About to nuzzle at her, he heard Jessamy’s voice. “Naasir.”

Realizing he’d done something uncivilized in his excitement, he forced himself to step back, but he couldn’t stop looking at the delicious-smelling angel. She had skin like honey. He liked honey. He had a feeling he’d like licking her skin just as much. Her eyes were a translucent brown with a bright golden starburst around the pupil.

Pretty.

Her wings, from what he could see of them, were a rich shade close to the dark chocolate Honor liked to eat.

And her hair, it was a thick, silky-looking golden brown. It was in a braid right now, but he could tell it would be curly if let out; he already had plans to undo the braid so he could play with it. Of course, first he’d have to convince her he wasn’t planning to eat her. “Hello,” he said, on his best behavior now. “I just wanted to smell you.”

“Oh.” Lines between her eyebrows, the tone of her voice making him want to close his eyes and just listen. “Do you sniff everyone you meet?”

Smiling inside at the curiosity she couldn’t quite hide, he said, “No.” He drew in her scent again, careful to make it appear he was simply breathing. “Only women.”

“Why?”

“I’m hunting my mate.”

A sudden, dazzling smile, all her fear erased in a single heartbeat. “I suppose that makes sense.” Then she turned to Jessamy, as if everything was explained.
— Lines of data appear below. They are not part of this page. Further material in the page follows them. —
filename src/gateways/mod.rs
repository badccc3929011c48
//! Payment gateway integrations.
//!
//! Each processor implements [`Gateway`]: checkout-side validation when a
//! subscription is created, webhook authentication, and translation of the
//! provider's payloads into provider-agnostic [`GatewayEvent`]s that the
//! billing engine consumes.

mod manual;
mod paypal;

pub use manual::ManualGateway;
pub use paypal::PayPalGateway;

use axum::http::HeaderMap;

use crate::error::Result;
use crate::models::BillingPeriod;

/// What a webhook delivery means, independent of the provider's schema.
#[derive(Debug, Clone, PartialEq)]
pub enum GatewayEvent {
    /// A charge settled. Initial or renewal is decided by the state of the
    /// subscription the profile resolves to.
    PaymentCompleted {
        profile_id: String,
        transaction_id: Option<String>,
        amount_cents: Option<i64>,
        currency: Option<String>,
    },
    PaymentFailed { profile_id: String },
    Cancelled { profile_id: String },
    Expired { profile_id: String },
    /// Authenticated but irrelevant; acknowledged without processing.
    Ignored,
}

/// A parsed delivery: the provider's delivery id (fed to the replay guard)
/// plus the event it carries.
#[derive(Debug, Clone)]
pub struct ParsedWebhook {
    pub event_id: Option<String>,
    pub event: GatewayEvent,
}

pub trait Gateway: Send + Sync {
    /// Registry key, stored on subscriptions and used in webhook routes.
    fn id(&self) -> &'static str;

    /// Whether the processor can bill on this cycle.
    fn supports_period(&self, period: BillingPeriod) -> bool;

    /// Processor-specific signup constraints, checked before a
    /// subscription row is created.
    fn validate_signup(
        &self,
        period: BillingPeriod,
        initial_amount_cents: i64,
        recurring_amount_cents: i64,
    ) -> Result<()>;

    /// Profile id to assign when the caller did not supply one. Gateways
    /// whose profiles are minted at checkout return None.
    fn default_profile_id(&self) -> Option<String> {
        None
    }

    /// Whether the processor delivers webhooks at all.
    fn has_webhook(&self) -> bool {
        true
    }

    /// Authenticate a delivery against the raw request body.
    fn verify_signature(&self, headers: &HeaderMap, body: &[u8], secret: &str) -> Result<()>;

    /// Translate a raw payload into a [`ParsedWebhook`].
    fn parse_event(&self, body: &[u8]) -> Result<ParsedWebhook>;
}

static PAYPAL: PayPalGateway = PayPalGateway;
static MANUAL: ManualGateway = ManualGateway;

/// Look up a gateway by registry id.
pub fn find(id: &str) -> Option<&'static dyn Gateway> {
    match id {
        "paypal" => Some(&PAYPAL),
        "manual" => Some(&MANUAL),
        _ => None,
    }
}
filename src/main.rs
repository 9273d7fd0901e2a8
use actix_web::middleware::NormalizePath;
use actix_web::web::Data;
use actix_web::{App, HttpServer, Responder, get};
use dotenvy::dotenv;

mod api;
mod auth;
mod config;
mod db;
mod docs;
mod engine;
mod error;
mod model;
mod models;
mod routes;
mod store;
mod utils;

use config::Config;
use db::init_db;

use crate::docs::ApiDoc;
use tracing::{error, info};
use tracing_appender::rolling;
use utoipa::OpenApi;
use utoipa_swagger_ui::SwaggerUi;

#[get("/")]
async fn index() -> impl Responder {
    "Smart Attendance System API Running"
}

#[actix_web::main]
async fn main() -> std::io::Result<()> {
    dotenv().ok();

    let config = Config::from_env();

    // Rolling daily log
    let file_appender = rolling::daily("logs", "app.log");
    let (non_blocking, _guard) = tracing_appender::non_blocking(file_appender);

    tracing_subscriber::fmt()
        .with_writer(non_blocking)
        .with_max_level(tracing::Level::DEBUG)
        .with_ansi(false)
        .with_target(false)
        .with_level(true)
        .with_thread_ids(false)
        .with_thread_names(false)
        .pretty()
        .init();

    info!("Server starting...");

    let pool = init_db(&config.database_url).await;

    // The default login must exist before the first request; a seed
    // failure is logged but never stops the server.
    if let Err(e) = db::seed_default_admin(&pool).await {
        error!(error = %e, "Failed to seed default admin user");
    }

    let server_addr = config.server_addr.clone();
    let config_data = config.clone();

    HttpServer::new(move || {
        App::new()
            .wrap(actix_web::middleware::Logger::default())
            .wrap(NormalizePath::trim())
            .service(
                SwaggerUi::new("/swagger-ui/{_:.*}")
                    .url("/api-doc/openapi.json", ApiDoc::openapi()),
            )
            .app_data(Data::new(pool.clone()))
            .app_data(Data::new(config.clone()))
            .service(index)
            // Configure auth + protected routes with rate limiting
            .configure(|cfg| routes::configure(cfg, config_data.clone()))
    })
    .bind(server_addr)?
    .run()
    .await
}
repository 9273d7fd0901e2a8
use argon2::{
    Argon2,
    password_hash::{PasswordHash, PasswordHasher, PasswordVerifier, SaltString, rand_core::OsRng},
};

pub fn hash_password(password: &str) -> String {
    let argon2 = Argon2::default();
    let salt = SaltString::generate(&mut OsRng);

    argon2
        .hash_password(password.as_bytes(), &salt)
        .unwrap()
        .to_string()
}

pub fn verify_password(password: &str, hashed: &str) -> Result<(), argon2::password_hash::Error> {
    let argon2 = Argon2::default();
    let parsed = PasswordHash::new(hashed)?;

    argon2.verify_password(password.as_bytes(), &parsed)
}
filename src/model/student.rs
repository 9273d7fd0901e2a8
use serde::{Deserialize, Serialize};
use utoipa::ToSchema;

#[derive(Debug, Clone, PartialEq, Eq, Serialize, Deserialize, sqlx::FromRow, ToSchema)]
#[serde(rename_all = "camelCase")]
#[schema(
    example = json!({
        "rollNo": "101",
        "name": "Alice Johnson",
        "department": "CSE - C"
    })
)]
pub struct Student {
    #[schema(example = "101")]
    pub roll_no: String,

    #[schema(example = "Alice Johnson")]
    pub name: String,

    #[schema(example = "CSE - C")]
    pub department: String,
}
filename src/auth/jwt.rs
use std::time::{SystemTime, UNIX_EPOCH};

use crate::models::{Claims, TokenType};
use jsonwebtoken::{DecodingKey, EncodingKey, Header, Validation, decode, encode};
use uuid::Uuid;

fn now() -> usize {
    SystemTime::now()
        .duration_since(UNIX_EPOCH)
        .unwrap()
        .as_secs() as usize
}

pub fn generate_access_token(user_id: i64, username: String, secret: &str, ttl: usize) -> String {
    let claims = Claims {
        user_id,
        sub: username,
        exp: now() + ttl,
        jti: Uuid::new_v4().to_string(),
        token_type: TokenType::Access,
    };

    encode(
        &Header::default(),
        &claims,
        &EncodingKey::from_secret(secret.as_bytes()),
    )
    .unwrap()
}

pub fn generate_refresh_token(
    user_id: i64,
    username: String,
    secret: &str,
    ttl: usize,
) -> (String, Claims) {
    let claims = Claims {
        user_id,
        sub: username,
        exp: now() + ttl,
        jti: Uuid::new_v4().to_string(),
        token_type: TokenType::Refresh,
    };

    let token = encode(
        &Header::default(),
        &claims,
        &EncodingKey::from_secret(secret.as_bytes()),
    )
    .unwrap();

    (token, claims)
}

pub fn verify_token(token: &str, secret: &str) -> Result<Claims, String> {
    decode::<Claims>(
        token,
        &DecodingKey::from_secret(secret.as_bytes()),
        &Validation::default(),
    )
    .map(|data| data.claims)
    .map_err(|e| e.to_string())
}
#[cfg(test)]
mod tests {
    use super::*;

    fn entry(roll_no: &str, status: AttendanceStatus) -> StatusEntry {
        StatusEntry {
            roll_no: roll_no.to_string(),
            name: format!("Student {roll_no}"),
            status,
        }
    }

    fn record(date: &str, entries: Vec<StatusEntry>) -> AttendanceRecord {
        AttendanceRecord {
            date: date.to_string(),
            entries,
        }
    }

    fn student(roll_no: &str) -> Student {
        Student {
            roll_no: roll_no.to_string(),
            name: format!("Student {roll_no}"),
            department: "CSE - C".to_string(),
        }
    }

    #[test]
    fn one_present_one_absent_is_fifty_percent() {
        let records = vec![
            record("2024-01-01", vec![entry("101", AttendanceStatus::Present)]),
            record("2024-01-02", vec![entry("101", AttendanceStatus::Absent)]),
        ];

        let percentages = compute_window_percentages(&records);
        assert_eq!(percentages.get("101").map(String::as_str), Some("50.0%"));
    }

    #[test]
    fn student_in_no_record_gets_no_key() {
        let records = vec![record(
            "2024-01-01",
            vec![entry("101", AttendanceStatus::Present)],
        )];

        let percentages = compute_window_percentages(&records);
        assert!(!percentages.contains_key("102"));
        assert_eq!(percentages.len(), 1);
    }

    #[test]
    fn denominator_counts_only_records_containing_the_student() {
        // 101 appears in 3 of 4 records, present in 2 of those 3.
        let records = vec![
            record("2024-01-01", vec![entry("101", AttendanceStatus::Present)]),
            record("2024-01-02", vec![entry("102", AttendanceStatus::Present)]),
            record("2024-01-03", vec![entry("101", AttendanceStatus::Present)]),
            record("2024-01-04", vec![entry("101", AttendanceStatus::Absent)]),
        ];

        let percentages = compute_window_percentages(&records);
        assert_eq!(percentages.get("101").map(String::as_str), Some("66.7%"));
        assert_eq!(percentages.get("102").map(String::as_str), Some("100.0%"));
    }

    #[test]
    fn non_roster_roll_numbers_still_contribute() {
        // No roster filtering: a roll number unknown to the current
        // roster still lands in the mapping under that key.
        let records = vec![record(
            "2024-01-01",
            vec![entry("999", AttendanceStatus::Present)],
        )];

        let percentages = compute_window_percentages(&records);
        assert_eq!(percentages.get("999").map(String::as_str), Some("100.0%"));
    }

    #[test]
    fn percentages_are_independent_of_record_order() {
        let mut records = vec![
            record("2024-01-01", vec![entry("101", AttendanceStatus::Present)]),
            record("2024-01-02", vec![entry("101", AttendanceStatus::Absent)]),
            record("2024-01-03", vec![entry("101", AttendanceStatus::Present)]),
        ];

        let forward = compute_window_percentages(&records);
        records.reverse();
        let backward = compute_window_percentages(&records);
        assert_eq!(forward, backward);
    }

    #[test]
    fn empty_month_yields_all_no_data_and_zero_percent() {
        let matrix = compute_monthly_matrix("2024-02", &[student("101")], &[]).unwrap();

        assert_eq!(matrix.days_in_month, 29); // 2024 is a leap year
        assert_eq!(matrix.rows.len(), 1);

        let row = &matrix.rows[0];
        assert_eq!(row.days.len(), 29);
        assert!(row.days.iter().all(|cell| *cell == DayCell::NoData));
        assert_eq!(row.total_present, 0);
        assert_eq!(row.percentage, "0.0%");
    }

    #[test]
    fn matrix_distinguishes_absent_from_no_data() {
        let records = vec![
            record("2024-01-01", vec![entry("101", AttendanceStatus::Present)]),
            record("2024-01-02", vec![entry("101", AttendanceStatus::Absent)]),
            // 2024-01-03: record exists but has no entry for 101.
            record("2024-01-03", vec![entry("102", AttendanceStatus::Present)]),
        ];

        let matrix = compute_monthly_matrix("2024-01", &[student("101")], &records).unwrap();
        let row = &matrix.rows[0];

        assert_eq!(row.days[0], DayCell::Present);
        assert_eq!(row.days[1], DayCell::Absent);
        assert_eq!(row.days[2], DayCell::NoData);
        assert_eq!(row.days[3], DayCell::NoData); // no record at all
        assert_eq!(row.total_present, 1);
    }

    #[test]
    fn matrix_percentage_denominator_is_full_month_length() {
        // 15 present days in a 31-day month is 48.4%, even though only
        // 15 days have any data at all.
        let records: Vec<_> = (1..=15)
            .map(|day| {
                record(
                    &format!("2024-01-{day:02}"),
                    vec![entry("101", AttendanceStatus::Present)],
                )
            })
            .collect();

        let matrix = compute_monthly_matrix("2024-01", &[student("101")], &records).unwrap();
        assert_eq!(matrix.rows[0].percentage, "48.4%");
    }

    #[test]
    fn bad_month_strings_are_validation_failures() {
        for month in ["2024", "2024-13", "2024-1", "January", "2024-00", ""] {
            let result = compute_monthly_matrix(month, &[], &[]);
            assert!(
                matches!(result, Err(ApiError::Validation(_))),
                "expected validation failure for {month:?}"
            );
        }
    }

    #[test]
    fn validate_date_requires_zero_padded_form() {
        assert!(validate_date("2024-01-02").is_ok());
        for date in ["2024-1-2", "24-01-02", "2024/01/02", "2024-02-30", "today"] {
            assert!(
                matches!(validate_date(date), Err(ApiError::Validation(_))),
                "expected rejection for {date:?}"
            );
        }
    }

    #[test]
    fn days_in_month_handles_leap_years() {
        assert_eq!(days_in_month(2024, 2).unwrap(), 29);
        assert_eq!(days_in_month(2023, 2).unwrap(), 28);
        assert_eq!(days_in_month(2024, 12).unwrap(), 31);
        assert_eq!(days_in_month(2024, 4).unwrap(), 30);
    }

    mod with_store {
        use super::*;
        use crate::db::test_pool;

        #[actix_web::test]
        async fn upsert_then_window_percentages_end_to_end() {
            let pool = test_pool().await;

            upsert_daily_record(
                &pool,
                "2024-01-01",
                vec![entry("101", AttendanceStatus::Present)],
            )
            .await
            .unwrap();
            upsert_daily_record(
                &pool,
                "2024-01-02",
                vec![entry("101", AttendanceStatus::Absent)],
            )
            .await
            .unwrap();

            let percentages = window_percentages(&pool, "2024-01-01", "2024-01-02")
                .await
                .unwrap();
            assert_eq!(percentages.get("101").map(String::as_str), Some("50.0%"));
        }

        #[actix_web::test]
        async fn upsert_rejects_malformed_dates() {
            let pool = test_pool().await;

            let result = upsert_daily_record(&pool, "2024-1-2", vec![]).await;
            assert!(matches!(result, Err(ApiError::Validation(_))));
        }

        #[actix_web::test]
        async fn delete_daily_record_reports_found() {
            let pool = test_pool().await;

            upsert_daily_record(
                &pool,
                "2024-01-01",
                vec![entry("101", AttendanceStatus::Present)],
            )
            .await
            .unwrap();

            assert!(delete_daily_record(&pool, "2024-01-01").await.unwrap());
            assert!(!delete_daily_record(&pool, "2024-01-01").await.unwrap());
        }

        #[actix_web::test]
        async fn monthly_matrix_fetches_roster_and_records() {
            let pool = test_pool().await;

            store::roster::replace_all(&pool, &[student("101")])
                .await
                .unwrap();
            upsert_daily_record(
                &pool,
                "2024-02-01",
                vec![entry("101", AttendanceStatus::Present)],
            )
            .await
            .unwrap();

            let matrix = monthly_matrix(&pool, "2024-02").await.unwrap();
            assert_eq!(matrix.days_in_month, 29);
            assert_eq!(matrix.rows[0].days[0], DayCell::Present);
            assert_eq!(matrix.rows[0].total_present, 1);
        }
    }
}
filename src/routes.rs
use crate::{
    api::{attendance, student},
    auth::{handlers, middleware::auth_middleware},
    config::Config,
};
use actix_governor::{
    Governor, GovernorConfigBuilder, PeerIpKeyExtractor, governor::middleware::NoOpMiddleware,
};
use actix_web::{middleware::from_fn, web};
use std::sync::Arc;

pub fn configure(cfg: &mut web::ServiceConfig, config: Config) {
    // Helper to build per-route limiter
    fn build_limiter(requests_per_min: u32) -> Governor<PeerIpKeyExtractor, NoOpMiddleware> {
        let per_ms = if requests_per_min == 0 {
            1
        } else {
            60_000 / requests_per_min as u64
        };
        let cfg = GovernorConfigBuilder::default()
            .per_millisecond(per_ms)
            .burst_size(requests_per_min)
            .key_extractor(PeerIpKeyExtractor)
            .finish()
            .unwrap();
        Governor::new(&cfg)
    }

    let login_limiter = Arc::new(build_limiter(config.rate_login_per_min));
    let register_limiter = Arc::new(build_limiter(config.rate_register_per_min));
    let refresh_limiter = Arc::new(build_limiter(config.rate_refresh_per_min));
    let protected_limiter = Arc::new(build_limiter(config.rate_protected_per_min));

    // Public routes
    cfg.service(
        web::scope("/auth")
            .service(
                web::resource("/login")
                    .wrap(login_limiter.clone())
                    .route(web::post().to(handlers::login)),
            )
            .service(
                web::resource("/register")
                    .wrap(register_limiter.clone())
                    .route(web::post().to(handlers::register)),
            )
            .service(
                web::resource("/update")
                    .wrap(login_limiter.clone())
                    .route(web::post().to(handlers::update_credentials)),
            )
            .service(
                web::resource("/refresh")
                    .wrap(refresh_limiter.clone())
                    .route(web::post().to(handlers::refresh_token)),
            )
            .service(
                web::resource("/logout")
                    .wrap(login_limiter.clone())
                    .route(web::post().to(handlers::logout)),
            ),
    );

    // Protected routes
    cfg.service(
        web::scope(&config.api_prefix)
            .wrap(from_fn(auth_middleware))
            // authentication
            .wrap(protected_limiter) // rate limiting
            .service(handlers::protected)
            .service(
                web::scope("/students")
                    // /students
                    .service(
                        web::resource("").route(web::get().to(student::list_students)),
                    )
                    // /students/bulk
                    .service(
                        web::resource("/bulk").route(web::post().to(student::bulk_import)),
                    )
                    // /students/seed
                    .service(
                        web::resource("/seed").route(web::post().to(student::seed_students)),
                    ),
            )
            .service(
                web::scope("/attendance")
                    // /attendance
                    .service(
                        web::resource("").route(web::post().to(attendance::save_attendance)),
                    )
                    // /attendance/analytics/30days
                    .service(
                        web::resource("/analytics/30days")
                            .route(web::get().to(attendance::analytics_30days)),
                    )
                    // /attendance/report/monthly (+ .csv)
                    .service(
                        web::resource("/report/monthly")
                            .route(web::get().to(attendance::monthly_report)),
                    )
                    .service(
                        web::resource("/report/monthly.csv")
                            .route(web::get().to(attendance::monthly_report_csv)),
                    )
                    // /attendance/export/daily.csv
                    .service(
                        web::resource("/export/daily.csv")
                            .route(web::get().to(attendance::daily_export_csv)),
                    )
                    // /attendance/absent/{date}
                    .service(
                        web::resource("/absent/{date}")
                            .route(web::get().to(attendance::absent_students)),
                    )
                    // /attendance/reset/{date}
                    .service(
                        web::resource("/reset/{date}")
                            .route(web::delete().to(attendance::reset_attendance)),
                    )
                    // /attendance/{date}
                    .service(
                        web::resource("/{date}").route(web::get().to(attendance::get_attendance)),
                    ),
            ),
    );
}

#[cfg(test)]
mod tests {
    use super::*;
    use crate::auth::jwt::generate_access_token;
    use crate::db::test_pool;
    use crate::model::attendance::{AttendanceStatus, StatusEntry};
    use actix_web::http::StatusCode;
    use actix_web::{App, test, web::Data};
    use serde_json::json;

    fn peer() -> std::net::SocketAddr {
        "127.0.0.1:48000".parse().unwrap()
    }

    fn test_config() -> Config {
        Config {
            database_url: "sqlite::memory:".to_string(),
            jwt_secret: "test-secret".to_string(),
            server_addr: "127.0.0.1:0".to_string(),
            access_token_ttl: 900,
            refresh_token_ttl: 604800,
            rate_login_per_min: 1000,
            rate_register_per_min: 1000,
            rate_refresh_per_min: 1000,
            rate_protected_per_min: 1000,
            api_prefix: "/api/v1".to_string(),
            roster_csv_path: "roster.csv".to_string(),
        }
    }

    #[actix_web::test]
    async fn login_save_fetch_reset_flow() {
        let pool = test_pool().await;
        crate::db::seed_default_admin(&pool).await.unwrap();

        let config = test_config();
        let app = test::init_service(
            App::new()
                .app_data(Data::new(pool.clone()))
                .app_data(Data::new(config.clone()))
                .configure(|cfg| configure(cfg, config.clone())),
        )
        .await;

        // Login with the seeded default credentials.
        let req = test::TestRequest::post()
            .peer_addr(peer())
            .uri("/auth/login")
            .set_json(json!({"username": "admin", "password": "admin"}))
            .to_request();
        let resp: serde_json::Value = test::call_and_read_body_json(&app, req).await;
        let token = resp["access_token"].as_str().unwrap().to_string();
        let bearer = format!("Bearer {token}");

        // Save a day's attendance.
        let entries = vec![
            StatusEntry {
                roll_no: "101".to_string(),
                name: "Alice".to_string(),
                status: AttendanceStatus::Present,
            },
            StatusEntry {
                roll_no: "102".to_string(),
                name: "Bob".to_string(),
                status: AttendanceStatus::Absent,
            },
        ];
        let req = test::TestRequest::post()
            .peer_addr(peer())
            .uri("/api/v1/attendance")
            .insert_header(("Authorization", bearer.clone()))
            .set_json(json!({"date": "2024-01-15", "entries": entries}))
            .to_request();
        let resp = test::call_service(&app, req).await;
        assert_eq!(resp.status(), StatusCode::CREATED);

        // Fetch it back.
        let req = test::TestRequest::get()
            .peer_addr(peer())
            .uri("/api/v1/attendance/2024-01-15")
            .insert_header(("Authorization", bearer.clone()))
            .to_request();
        let record: serde_json::Value = test::call_and_read_body_json(&app, req).await;
        assert_eq!(record["date"], "2024-01-15");
        assert_eq!(record["entries"].as_array().unwrap().len(), 2);

        // Absent list holds only Bob.
        let req = test::TestRequest::get()
            .peer_addr(peer())
            .uri("/api/v1/attendance/absent/2024-01-15")
            .insert_header(("Authorization", bearer.clone()))
            .to_request();
        let absent: serde_json::Value = test::call_and_read_body_json(&app, req).await;
        assert_eq!(absent.as_array().unwrap().len(), 1);
        assert_eq!(absent[0]["rollNo"], "102");

        // Reset, then the date 404s.
        let req = test::TestRequest::delete()
            .peer_addr(peer())
            .uri("/api/v1/attendance/reset/2024-01-15")
            .insert_header(("Authorization", bearer.clone()))
            .to_request();
        let resp = test::call_service(&app, req).await;
        assert_eq!(resp.status(), StatusCode::OK);

        let req = test::TestRequest::get()
            .peer_addr(peer())
            .uri("/api/v1/attendance/2024-01-15")
            .insert_header(("Authorization", bearer))
            .to_request();
        let resp = test::call_service(&app, req).await;
        assert_eq!(resp.status(), StatusCode::NOT_FOUND);
    }

    #[actix_web::test]
    async fn api_rejects_requests_without_token() {
        let pool = test_pool().await;
        let config = test_config();
        let app = test::init_service(
            App::new()
                .app_data(Data::new(pool.clone()))
                .app_data(Data::new(config.clone()))
                .configure(|cfg| configure(cfg, config.clone())),
        )
        .await;

        let req = test::TestRequest::get()
            .peer_addr(peer())
            .uri("/api/v1/students")
            .to_request();
        let resp = test::call_service(&app, req).await;
        assert_eq!(resp.status(), StatusCode::UNAUTHORIZED);
    }

    #[actix_web::test]
    async fn bulk_import_then_monthly_report() {
        let pool = test_pool().await;
        crate::db::seed_default_admin(&pool).await.unwrap();

        let config = test_config();
        let token = generate_access_token(1, "admin".to_string(), &config.jwt_secret, 900);
        let bearer = format!("Bearer {token}");

        let app = test::init_service(
            App::new()
                .app_data(Data::new(pool.clone()))
                .app_data(Data::new(config.clone()))
                .configure(|cfg| configure(cfg, config.clone())),
        )
        .await;

        let req = test::TestRequest::post()
            .peer_addr(peer())
            .uri("/api/v1/students/bulk")
            .insert_header(("Authorization", bearer.clone()))
            .set_json(json!([
                {"rollNo": "101", "name": "Alice", "department": "CSE - C"}
            ]))
            .to_request();
        let resp = test::call_service(&app, req).await;
        assert_eq!(resp.status(), StatusCode::CREATED);

        let req = test::TestRequest::get()
            .peer_addr(peer())
            .uri("/api/v1/attendance/report/monthly?month=2024-02")
            .insert_header(("Authorization", bearer))
            .to_request();
        let matrix: serde_json::Value = test::call_and_read_body_json(&app, req).await;
        assert_eq!(matrix["daysInMonth"], 29);
        assert_eq!(matrix["rows"][0]["rollNo"], "101");
        assert_eq!(matrix["rows"][0]["percentage"], "0.0%");
    }
}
As the two women spoke, he stood there confused. Nothing was explained. She smelled right, smelled delicious. He wanted to taste her.

Why didn’t she consider him a threat any longer?

Vow of celibacy.

He scowled at the reminder. Just because she’d taken a vow didn’t mean he was no threat. Only . . . He bit back a satisfied smile. The delicious-smelling angel thought she was safe so she’d probably allow him close to her, close enough that he could determine if she was or wasn’t his mate.

In truth, enticing though she was, he couldn’t see how she could be his—she looked very breakable and soft, but he wasn’t about to give up without determining the truth. Perhaps he was meant to have a breakable mate, though that seemed ridiculous to him.

Or perhaps she was hiding her real self.

The idea his maybe-mate might have a secret side fascinated him.

* * *

Andromeda had intended to say no to the dinner invitation from Jessamy. It wasn’t because she didn’t enjoy eating with her mentor and the weapons-master—they were two of her most favorite people in the whole world and had accepted her for who she was, seeing the woman she’d become and not the bloodline that marked her.

As for Venom, the vampire having become a familiar sight at Jessamy’s dinner table since his transfer to the Refuge, he had a biting sense of humor and a cool intelligence Andromeda appreciated.

It wasn’t even because Naasir unsettled her.

It was because she knew Jessamy had been looking forward to Naasir’s arrival, as had Galen and Venom. The four were old friends, with the three males allied to the same archangel, and she didn’t want to intrude.

However, when she opened her mouth to say no, Naasir sniffed at her again, the masculine heat of his body pressing against her, and her words deserted her. “You can’t do that,” she said when she could speak again—by which time Jessamy had taken her silence for assent and the three of them were halfway to Jessamy and Galen’s home.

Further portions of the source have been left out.